Segment Open

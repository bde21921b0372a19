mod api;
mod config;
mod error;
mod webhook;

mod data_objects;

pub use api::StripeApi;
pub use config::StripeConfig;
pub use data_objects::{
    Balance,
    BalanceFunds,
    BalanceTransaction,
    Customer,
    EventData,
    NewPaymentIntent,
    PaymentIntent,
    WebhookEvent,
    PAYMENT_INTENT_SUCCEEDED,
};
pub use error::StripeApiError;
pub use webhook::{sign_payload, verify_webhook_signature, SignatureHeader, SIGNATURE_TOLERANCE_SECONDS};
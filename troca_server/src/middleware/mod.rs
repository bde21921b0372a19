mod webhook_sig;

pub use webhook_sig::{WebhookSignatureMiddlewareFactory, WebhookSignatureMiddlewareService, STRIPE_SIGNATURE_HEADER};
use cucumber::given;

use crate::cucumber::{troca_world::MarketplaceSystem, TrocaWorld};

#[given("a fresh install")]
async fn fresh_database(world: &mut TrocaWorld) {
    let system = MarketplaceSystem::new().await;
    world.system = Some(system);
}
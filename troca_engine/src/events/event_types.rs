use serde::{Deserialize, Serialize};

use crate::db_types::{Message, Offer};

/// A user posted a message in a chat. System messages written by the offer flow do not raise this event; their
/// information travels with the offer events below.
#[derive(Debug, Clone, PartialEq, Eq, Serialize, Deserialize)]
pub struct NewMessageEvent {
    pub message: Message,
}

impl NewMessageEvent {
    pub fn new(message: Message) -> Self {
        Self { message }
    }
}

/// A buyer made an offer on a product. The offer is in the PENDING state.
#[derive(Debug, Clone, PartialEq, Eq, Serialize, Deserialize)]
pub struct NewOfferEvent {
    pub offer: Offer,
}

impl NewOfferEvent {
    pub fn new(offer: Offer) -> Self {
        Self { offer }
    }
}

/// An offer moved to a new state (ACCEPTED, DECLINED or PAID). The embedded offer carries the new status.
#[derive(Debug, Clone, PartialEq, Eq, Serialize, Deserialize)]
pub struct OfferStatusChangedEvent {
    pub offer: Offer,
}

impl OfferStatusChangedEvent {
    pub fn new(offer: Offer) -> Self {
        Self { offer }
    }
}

Segment Closed

- WORK INSTRUCTIONS: The word "TrocaWorld" is the filter: copy every line of the listing above that contains it.

- ANSWER TO THIS PROBLEM:
use crate::cucumber::{troca_world::MarketplaceSystem, TrocaWorld};
async fn fresh_database(world: &mut TrocaWorld) {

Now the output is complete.